- Collected data -
>>
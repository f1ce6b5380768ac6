//! Vouchers and the pricing overrides they produce.

use rust_decimal::Decimal;

use super::PricingOverrides;

#[derive(Debug, Clone, PartialEq, Eq)]
pub enum VoucherKind {
    Fixed(Decimal),
    Percent {
        percent: Decimal,
        max_discount: Option<Decimal>,
    },
}

#[derive(Debug, Clone, PartialEq, Eq)]
pub struct Voucher {
    pub code: String,
    pub kind: VoucherKind,
    pub min_order_value: Decimal,
    pub free_shipping: bool,
}

impl Voucher {
    /// Client side estimate of the discount on the merchandise total (after promotions).
    pub fn estimate_discount(&self, merchandise_total: Decimal) -> Decimal {
        if merchandise_total <= Decimal::ZERO || merchandise_total < self.min_order_value {
            return Decimal::ZERO;
        }
        let discount = match &self.kind {
            VoucherKind::Fixed(amount) => *amount,
            VoucherKind::Percent {
                percent,
                max_discount,
            } => {
                let raw = (merchandise_total * *percent / Decimal::ONE_HUNDRED).floor();
                max_discount.map_or(raw, |cap| raw.min(cap))
            }
        };
        discount.max(Decimal::ZERO).min(merchandise_total)
    }
}

/// Figures the server returned when it validated the voucher.
#[derive(Debug, Clone, Copy, PartialEq, Eq, serde::Deserialize)]
pub struct VoucherConfirmation {
    pub discount: Decimal,
    #[serde(default)]
    pub is_free_shipping: bool,
}

#[derive(Debug, Clone, PartialEq, Eq)]
pub struct AppliedVoucher {
    pub voucher: Voucher,
    pub confirmation: Option<VoucherConfirmation>,
}

impl AppliedVoucher {
    pub fn estimated(voucher: Voucher) -> Self {
        Self {
            voucher,
            confirmation: None,
        }
    }

    pub fn confirmed(voucher: Voucher, confirmation: VoucherConfirmation) -> Self {
        Self {
            voucher,
            confirmation: Some(confirmation),
        }
    }

    pub fn code(&self) -> &str {
        &self.voucher.code
    }

    /// A server confirmation wins over the client estimate. Only voucher discount and shipping
    /// are ever overridden.
    pub fn overrides(&self, merchandise_total: Decimal) -> PricingOverrides {
        match self.confirmation {
            Some(confirmation) => PricingOverrides {
                voucher_discount: Some(confirmation.discount),
                shipping: None,
                free_shipping: confirmation.is_free_shipping,
            },
            None => PricingOverrides {
                voucher_discount: Some(self.voucher.estimate_discount(merchandise_total)),
                shipping: None,
                free_shipping: self.voucher.free_shipping
                    && merchandise_total >= self.voucher.min_order_value,
            },
        }
    }
}
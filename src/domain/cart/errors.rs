use crate::infra::{ClientError, StorageError};

use super::LineItemId;

#[derive(Debug, thiserror::Error)]
pub enum CartError {
    #[error("Cart item {0} does not exist.")]
    ItemNotFound(LineItemId),
    #[error("Cart could not be saved on this device.")]
    Storage(#[from] StorageError),
    #[error("Cart could not be updated: {0}")]
    Network(#[from] ClientError),
    #[error("Cart was updated but could not be refreshed. Reload the cart.")]
    RefreshFailed(#[source] ClientError),
}
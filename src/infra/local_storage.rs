//! Key/value string storage with the shape of the browser's `localStorage`.

use std::{
    collections::HashMap,
    fs,
    io::ErrorKind,
    sync::{Mutex, PoisonError},
};

use camino::{Utf8Path, Utf8PathBuf};

#[derive(Debug, thiserror::Error)]
pub enum StorageError {
    #[error("Local storage could not be accessed: {0}")]
    Io(#[from] std::io::Error),
    #[error("Local storage file is not a JSON object: {0}")]
    Serde(#[from] serde_json::Error),
}

pub trait LocalStorage: Send + Sync + std::fmt::Debug {
    fn get_item(&self, key: &str) -> Result<Option<String>, StorageError>;
    fn set_item(&self, key: &str, value: &str) -> Result<(), StorageError>;
    fn remove_item(&self, key: &str) -> Result<(), StorageError>;
}

//------------------------- File backed ----------------------------

/// Stores every key in one JSON object file.
#[derive(Debug)]
pub struct FileLocalStorage {
    path: Utf8PathBuf,
}

impl FileLocalStorage {
    pub fn new(path: impl Into<Utf8PathBuf>) -> Self {
        Self { path: path.into() }
    }

    pub fn path(&self) -> &Utf8Path {
        &self.path
    }

    fn read_all(&self) -> Result<HashMap<String, String>, StorageError> {
        match fs::read_to_string(&self.path) {
            Ok(contents) if contents.trim().is_empty() => Ok(HashMap::new()),
            Ok(contents) => Ok(serde_json::from_str(&contents)?),
            Err(e) if e.kind() == ErrorKind::NotFound => Ok(HashMap::new()),
            Err(e) => Err(e.into()),
        }
    }

    fn write_all(&self, entries: &HashMap<String, String>) -> Result<(), StorageError> {
        if let Some(parent) = self.path.parent().filter(|p| !p.as_str().is_empty()) {
            fs::create_dir_all(parent)?;
        }
        let contents = serde_json::to_string_pretty(entries)?;
        fs::write(&self.path, contents)?;
        Ok(())
    }
}

impl LocalStorage for FileLocalStorage {
    fn get_item(&self, key: &str) -> Result<Option<String>, StorageError> {
        Ok(self.read_all()?.remove(key))
    }

    fn set_item(&self, key: &str, value: &str) -> Result<(), StorageError> {
        let mut entries = self.read_all()?;
        entries.insert(key.to_owned(), value.to_owned());
        self.write_all(&entries)
    }

    fn remove_item(&self, key: &str) -> Result<(), StorageError> {
        let mut entries = self.read_all()?;
        if entries.remove(key).is_some() {
            self.write_all(&entries)?;
        }
        Ok(())
    }
}

//-------------------------- In memory -----------------------------

#[derive(Debug, Default)]
pub struct MemoryLocalStorage {
    entries: Mutex<HashMap<String, String>>,
}

impl MemoryLocalStorage {
    pub fn new() -> Self {
        Self::default()
    }

    pub fn with_item(key: &str, value: &str) -> Self {
        let storage = Self::new();
        storage
            .entries
            .lock()
            .unwrap_or_else(PoisonError::into_inner)
            .insert(key.to_owned(), value.to_owned());
        storage
    }
}

impl LocalStorage for MemoryLocalStorage {
    fn get_item(&self, key: &str) -> Result<Option<String>, StorageError> {
        let entries = self.entries.lock().unwrap_or_else(PoisonError::into_inner);
        Ok(entries.get(key).cloned())
    }

    fn set_item(&self, key: &str, value: &str) -> Result<(), StorageError> {
        let mut entries = self.entries.lock().unwrap_or_else(PoisonError::into_inner);
        entries.insert(key.to_owned(), value.to_owned());
        Ok(())
    }

    fn remove_item(&self, key: &str) -> Result<(), StorageError> {
        let mut entries = self.entries.lock().unwrap_or_else(PoisonError::into_inner);
        entries.remove(key);
        Ok(())
    }
}

//-------------------------- Tests -------------------------------
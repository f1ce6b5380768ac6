mod cli;
mod client_error;
mod config;
mod local_storage;
mod rest_api;

pub use cli::{AddArgs, CheckoutArgs, Cli, Command, VoucherArgs};
pub use client_error::ClientError;
pub use config::{ApiSettings, ApplicationSettings, CartSettings, Settings, get_config_settings};
pub use local_storage::{FileLocalStorage, LocalStorage, MemoryLocalStorage, StorageError};
pub use rest_api::{AddToCartRequest, Credential, MarketplaceApi, MockMarketplaceApi, RestApi};
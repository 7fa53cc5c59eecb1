//! Rule-based join-order picker, the default join-order strategy when
//! no cost-based `Optimizer` collaborator overrides it.
//!
//! Determinism contract: given the same candidate list (names + row-count
//! estimates) and the same edge set, `pick_join_order` is pure and
//! produces byte-identical output across calls. Ties are always broken by
//! a total order over candidate alias names, never by hash-map iteration
//! order — candidates and edges may be supplied in any order and the
//! result does not change.

use crate::error::{ErrorKind, QueryError, Result};

///
/// JoinCandidate
///

#[derive(Clone, Debug)]
pub struct JoinCandidate {
    pub alias: String,
    pub approximate_row_count: u64,
}

/// Picks the smallest-row-count-first join order that avoids a cartesian
/// product: start from the globally smallest table, then repeatedly
/// extend by the smallest remaining table that has at least one edge
/// into the already-joined set. `edges` are undirected pairs of
/// candidate indexes (one per equality condition between two distinct
/// tables' columns).
///
/// Fails with `ErrorKind::FeatureNotSupported`-shaped "no valid join order"
/// when the join graph is disconnected, rather than silently falling
/// back to cartesian product.
pub fn pick_join_order(candidates: &[JoinCandidate], edges: &[(usize, usize)]) -> Result<Vec<usize>> {
    if candidates.is_empty() {
        return Ok(Vec::new());
    }

    let n = candidates.len();
    let mut adjacency: Vec<Vec<usize>> = vec![Vec::new(); n];
    for &(a, b) in edges {
        adjacency[a].push(b);
        adjacency[b].push(a);
    }

    let mut joined = vec![false; n];
    let mut order = Vec::with_capacity(n);

    let first = smallest_by_row_count(candidates, (0..n).filter(|&i| !joined[i]));
    joined[first] = true;
    order.push(first);

    while order.len() < n {
        let reachable = (0..n).filter(|&i| {
            !joined[i] && adjacency[i].iter().any(|&j| joined[j])
        });
        match smallest_by_row_count_opt(candidates, reachable) {
            Some(next) => {
                joined[next] = true;
                order.push(next);
            }
            None => {
                return Err(QueryError::from(ErrorKind::FeatureNotSupported(
                    "no valid join order without cartesian product".into(),
                )));
            }
        }
    }

    Ok(order)
}

fn smallest_by_row_count(candidates: &[JoinCandidate], iter: impl Iterator<Item = usize>) -> usize {
    smallest_by_row_count_opt(candidates, iter).expect("iterator must be non-empty")
}

fn smallest_by_row_count_opt(
    candidates: &[JoinCandidate],
    iter: impl Iterator<Item = usize>,
) -> Option<usize> {
    iter.min_by(|&a, &b| {
        candidates[a]
            .approximate_row_count
            .cmp(&candidates[b].approximate_row_count)
            .then_with(|| candidates[a].alias.cmp(&candidates[b].alias))
    })
}

#[cfg(test)]
mod tests {
    use super::*;

    fn candidate(alias: &str, rows: u64) -> JoinCandidate {
        JoinCandidate {
            alias: alias.into(),
            approximate_row_count: rows,
        }
    }

    #[test]
    fn starts_from_smallest_table_and_extends_by_edges() {
        let candidates = vec![candidate("big", 1000), candidate("small", 10), candidate("mid", 100)];
        // small(1) -- mid(2) -- big(0)
        let edges = vec![(1, 2), (2, 0)];
        let order = pick_join_order(&candidates, &edges).unwrap();
        assert_eq!(order, vec![1, 2, 0]);
    }

    #[test]
    fn disconnected_graph_is_an_explicit_error() {
        let candidates = vec![candidate("a", 10), candidate("b", 10)];
        let result = pick_join_order(&candidates, &[]);
        assert!(result.is_err());
    }

    #[test]
    fn ties_break_by_alias_name() {
        let candidates = vec![candidate("b", 10), candidate("a", 10)];
        let order = pick_join_order(&candidates, &[(0, 1)]).unwrap();
        assert_eq!(order[0], 1);
    }
}
//! FOR UPDATE per-row locking: the "isConditionMetForUpdate" contract
//! used by the flat executor (and any other mode that emits individual
//! rows under a lock).

use crate::error::{ErrorKind, QueryError, Result};
use crate::external::{LockOutcome, Table};
use crate::model::ForUpdate;
use crate::value::Row;

///
/// ForUpdateDecision
///

#[derive(Clone, Copy, Debug, Eq, PartialEq)]
pub enum ForUpdateDecision {
    /// Row is locked and should be emitted as-is.
    Emit,
    /// Row is locked but was replaced by a newer snapshot; caller must
    /// re-evaluate WHERE against the fresh row before emitting.
    ReEvaluate,
    /// SKIP LOCKED contention: row is silently dropped, not an error.
    Skip,
}

/// Resolve the `timeoutMillis` a `lock_row` call should use for a given
/// `ForUpdate` mode and the session's configured default lock timeout
/// (used only by `ForUpdate::Default`).
#[must_use]
pub const fn resolve_timeout_millis(for_update: ForUpdate, session_default_timeout_millis: u64) -> u64 {
    match for_update {
        ForUpdate::Default => session_default_timeout_millis,
        ForUpdate::Wait { millis } => millis,
        ForUpdate::NoWait | ForUpdate::SkipLocked => 0,
    }
}

/// Attempt to lock `row` against `table` under `for_update`'s semantics
/// and translate the outcome into a `ForUpdateDecision`, raising
/// `LockTimeout` when the lock cannot be acquired within the resolved
/// timeout and the mode is not `SkipLocked`.
pub fn apply_for_update(
    table: &impl Table,
    row: &Row,
    for_update: ForUpdate,
    session_default_timeout_millis: u64,
) -> Result<ForUpdateDecision> {
    let timeout = resolve_timeout_millis(for_update, session_default_timeout_millis);
    match table.lock_row(row, Some(timeout))? {
        LockOutcome::Locked => Ok(ForUpdateDecision::Emit),
        LockOutcome::LockedRowReplaced => Ok(ForUpdateDecision::ReEvaluate),
        LockOutcome::Contended => {
            if matches!(for_update, ForUpdate::SkipLocked) {
                Ok(ForUpdateDecision::Skip)
            } else {
                Err(QueryError::from(ErrorKind::LockTimeout))
            }
        }
    }
}

#[cfg(test)]
mod tests {
    use super::*;
    use crate::external::testing::MemTable;

    fn table(lockable: bool) -> MemTable {
        MemTable {
            name: "t".into(),
            rows: Vec::new(),
            row_lockable: lockable,
            max_modification_id: 0,
            locked_rows: std::collections::HashSet::new(),
            scan_index: 0,
        }
    }

    #[test]
    fn default_lock_emits_on_success() {
        let t = table(true);
        let decision = apply_for_update(&t, &Vec::new(), ForUpdate::Default, 1000).unwrap();
        assert_eq!(decision, ForUpdateDecision::Emit);
    }

    #[test]
    fn resolve_timeout_uses_session_default_only_for_default_mode() {
        assert_eq!(resolve_timeout_millis(ForUpdate::Default, 5000), 5000);
        assert_eq!(resolve_timeout_millis(ForUpdate::wait(200), 5000), 200);
        assert_eq!(resolve_timeout_millis(ForUpdate::NoWait, 5000), 0);
        assert_eq!(resolve_timeout_millis(ForUpdate::SkipLocked, 5000), 0);
    }
}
<<
- Your instructions -
Using the records above, copy word for word the line with "(used only by", the line with "and translate the", and every line between them.

- Exercise answer -
/// (used only by `ForUpdate::Default`).
#[must_use]
pub const fn resolve_timeout_millis(for_update: ForUpdate, session_default_timeout_millis: u64) -> u64 {
    match for_update {
        ForUpdate::Default => session_default_timeout_millis,
        ForUpdate::Wait { millis } => millis,
        ForUpdate::NoWait | ForUpdate::SkipLocked => 0,
    }
}

/// Attempt to lock `row` against `table` under `for_update`'s semantics
/// and translate the outcome into a `ForUpdateDecision`, raising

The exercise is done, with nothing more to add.